Tuesday, December 23, 2008

Can I Trade for a Living? The Quest for Trading Success

A reader who has tried for years, without success, to trade for a living consulted with a trading coach. After reading one of my articles, the reader is now questioning the coach's advice. The reader asks:

"Am I deluding myself by following his assertion that successful trading is predominantly based on mindset--and that this is the key--this is all that has been missing from my previous trading ventures? I have spent years and thousands of $'s trying to educate myself as to trading systems, books, and methods. I thought that all I really needed to do was find a trading method that suited me - (my psychological makeup), something I could follow with a degree of self-confidence...Is there any hope that this might become a possibility?"

My heart goes out to those who struggle with trading, and I cannot express the depth of my contempt for "coaches" who pander to those hopes with psychological snake oil.

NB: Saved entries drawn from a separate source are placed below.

//! # Database Error Types
//!
//! Error types for database operations.
//!
//! ## Error Flow
//! ```text
//! ┌─────────────────────────────────────────────────────────────────────────┐
//! │                    Error Propagation                                    │
//! │                                                                         │
//! │  SQLite Error (sqlx::Error)                                             │
//! │       │                                                                 │
//! │       ▼                                                                 │
//! │  DbError (this module) ← Adds context and categorization                │
//! │       │                                                                 │
//! │       ▼                                                                 │
//! │  ApiError (repairhub-service) ← Serialized for API consumers            │
//! │                                                                         │
//! └─────────────────────────────────────────────────────────────────────────┘
//! ```

use thiserror::Error;

/// Database operation errors.
///
/// These errors wrap sqlx errors and provide additional context
/// for debugging and user feedback.
#[derive(Debug, Error)]
pub enum DbError {
    /// Entity not found in database.
    ///
    /// ## When This Occurs
    /// - `fetch_one` returns no rows
    /// - ID doesn't exist
    /// - Soft-deleted record
    #[error("{entity} not found: {id}")]
    NotFound { entity: String, id: String },

    /// Unique constraint violation.
    ///
    /// ## When This Occurs
    /// - Inserting duplicate brand/problem name
    /// - Duplicate (model, problem, part type) price row
    /// - Order number collision (the allocator retries on this)
    #[error("Duplicate {field}: '{value}' already exists")]
    UniqueViolation { field: String, value: String },

    /// Foreign key constraint violation.
    ///
    /// ## When This Occurs
    /// - Referencing a non-existent model/problem id
    /// - Deleting a catalog row still referenced by an order (protected)
    #[error("Foreign key violation: {message}")]
    ForeignKeyViolation { message: String },

    /// Database connection failed.
    #[error("Connection failed: {0}")]
    ConnectionFailed(String),

    /// Migration failed.
    #[error("Migration failed: {0}")]
    MigrationFailed(String),

    /// Query execution failed.
    #[error("Query failed: {0}")]
    QueryFailed(String),

    /// Transaction failed.
    #[error("Transaction failed: {0}")]
    TransactionFailed(String),

    /// Pool exhausted (all connections in use).
    #[error("Connection pool exhausted")]
    PoolExhausted,

    /// Internal database error.
    #[error("Internal database error: {0}")]
    Internal(String),
}

impl DbError {
    /// Creates a NotFound error for a given entity type and ID.
    pub fn not_found(entity: impl Into<String>, id: impl Into<String>) -> Self {
        DbError::NotFound {
            entity: entity.into(),
            id: id.into(),
        }
    }

    /// Creates a UniqueViolation error.
    pub fn duplicate(field: impl Into<String>, value: impl Into<String>) -> Self {
        DbError::UniqueViolation {
            field: field.into(),
            value: value.into(),
        }
    }

    /// Whether this error is a unique-constraint collision.
    ///
    /// The order-number allocator uses this to turn a lost race into
    /// another spin of the retry loop instead of a hard failure.
    pub fn is_unique_violation(&self) -> bool {
        matches!(self, DbError::UniqueViolation { .. })
    }
}

/// Convert sqlx errors to DbError.
///
/// ## Error Mapping
/// ```text
/// sqlx::Error::RowNotFound    → DbError::NotFound
/// sqlx::Error::Database       → Analyze message for constraint type
/// sqlx::Error::PoolTimedOut   → DbError::PoolExhausted
/// Other                       → DbError::Internal
/// ```
impl From<sqlx::Error> for DbError {
    fn from(err: sqlx::Error) -> Self {
        match err {
            sqlx::Error::RowNotFound => DbError::NotFound {
                entity: "Record".to_string(),
                id: "unknown".to_string(),
            },

            sqlx::Error::Database(db_err) => {
                let msg = db_err.message();

                // SQLite error messages for constraints:
                // UNIQUE constraint: "UNIQUE constraint failed: <table>.<column>"
                // FK constraint: "FOREIGN KEY constraint failed"
                if msg.contains("UNIQUE constraint failed") {
                    let field = msg
                        .split("UNIQUE constraint failed: ")
                        .nth(1)
                        .unwrap_or("unknown")
                        .to_string();
                    DbError::UniqueViolation {
                        field,
                        value: "unknown".to_string(),
                    }
                } else if msg.contains("FOREIGN KEY constraint failed") {
                    DbError::ForeignKeyViolation {
                        message: msg.to_string(),
                    }
                } else {
                    DbError::QueryFailed(msg.to_string())
                }
            }

            sqlx::Error::PoolTimedOut => DbError::PoolExhausted,

            sqlx::Error::PoolClosed => DbError::ConnectionFailed("Pool is closed".to_string()),

            _ => DbError::Internal(err.to_string()),
        }
    }
}

impl From<sqlx::migrate::MigrateError> for DbError {
    fn from(err: sqlx::migrate::MigrateError) -> Self {
        DbError::MigrationFailed(err.to_string())
    }
}

/// Result type for database operations.
pub type DbResult<T> = Result<T, DbError>;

Let's try an experiment: Read the first two paragraphs of this post again, but this time substitute the words "play chess" for trade and "chess playing" for trading. Now read the paragraphs again and substitute the words "play golf" for trade and "golf playing" for trading. Do it yet again, imagining that our writer is an aspiring Broadway star, and substitute the words "act" and "acting".

Of course, the re-readings sound ludicrous: we know that there is far more to success in chess, golf, and acting than "mindset" and prefab "systems, books, and methods". The missing element? Skill development. Training. A systematic program of learning that emphasizes pattern recognition, an understanding of market movement across time frames, intermarket relationships, sound execution of trade ideas, and risk management.

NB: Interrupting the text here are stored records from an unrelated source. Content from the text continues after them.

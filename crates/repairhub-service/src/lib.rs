//! # repairhub-service: Service Facade for RepairHub
//!
//! The upward-facing layer a thin API adapter consumes. Orchestrates
//! repairhub-core (pricing engine, lifecycle rules) and repairhub-db
//! (persistence) behind typed DTOs.
//!
//! ## Operations
//! ```text
//! ┌─────────────────────────────────────────────────────────────────────────┐
//! │                       repairhub-service                                 │
//! │                                                                         │
//! │  CatalogService (read-only)          OrderService (aggregate)           │
//! │  ├── list_brands                     ├── create_order (atomic)          │
//! │  ├── list_models                     ├── confirm / start / complete     │
//! │  ├── list_problems                   ├── cancel / refund                │
//! │  ├── repair_options_for_model        ├── track_order (by number)        │
//! │  ├── repair_options_for_brand        ├── list_orders (filtered)         │
//! │  └── preview_price                   └── recalculate_totals (explicit)  │
//! │                                                                         │
//! │  Both go through the SAME pricing engine in repairhub-core, so a        │
//! │  previewed total and a created order's total can never disagree.        │
//! └─────────────────────────────────────────────────────────────────────────┘
//! ```
//!
//! ## Usage
//!
//! ```rust,ignore
//! use repairhub_db::{Database, DbConfig};
//! use repairhub_service::{CatalogService, OrderService};
//!
//! let db = Database::new(DbConfig::new("./repairhub.db")).await?;
//! let catalog = CatalogService::new(db.clone());
//! let orders = OrderService::new(db);
//!
//! let preview = catalog.preview_price(&model_id, &selections, None).await?;
//! let order = orders.create_order(request).await?;
//! ```

// =============================================================================
// Module Declarations
// =============================================================================

pub mod catalog;
pub mod dto;
pub mod error;
pub mod orders;

// =============================================================================
// Re-exports
// =============================================================================

pub use catalog::CatalogService;
pub use error::{ApiError, ErrorCode};
pub use orders::OrderService;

Mindset is critical in sustaining motivation, interest, and focus during the learning curve, and mindset is crucial in the consistent application of one's skills. The wrong frame of mind and emotional/cognitive/physical state can disrupt the best of skills, but the best of mental outlooks cannot substitute for developed skills. No positive mindframe and "method that suited me" can provide competencies--in any performance field.

So is there hope for our reader? As long as he is searching for a perfectly harmonious method that he can "follow with a degree of self-confidence", he won't be immersed in a learning curve and won't succeed as a discretionary trader. His best bet is to shop for an actual trading system that has been adequately developed and backtested and have it executed mechanically by a participating broker.

Alternatively, he could start from the ground up with observing markets and patterns, testing out trading ideas and skills in simulation mode, and making note of the markets, time frames, and patterns that come most easily and provide the greatest interest, as outlined in my trader performance book. Observing experienced traders apply their skills in online trading rooms or joining a proprietary trading firm that features sound training can also be worthwhile toward this end.

Most of all, our reader should find coaches and mentors that are more interested in guiding a career than making a sale. There are good ones out there that will shoot straight; note, for example, John Forman's recent series of questions that he answers for developing traders and the sophisticated observations of Ray Barros re: emotions and trading.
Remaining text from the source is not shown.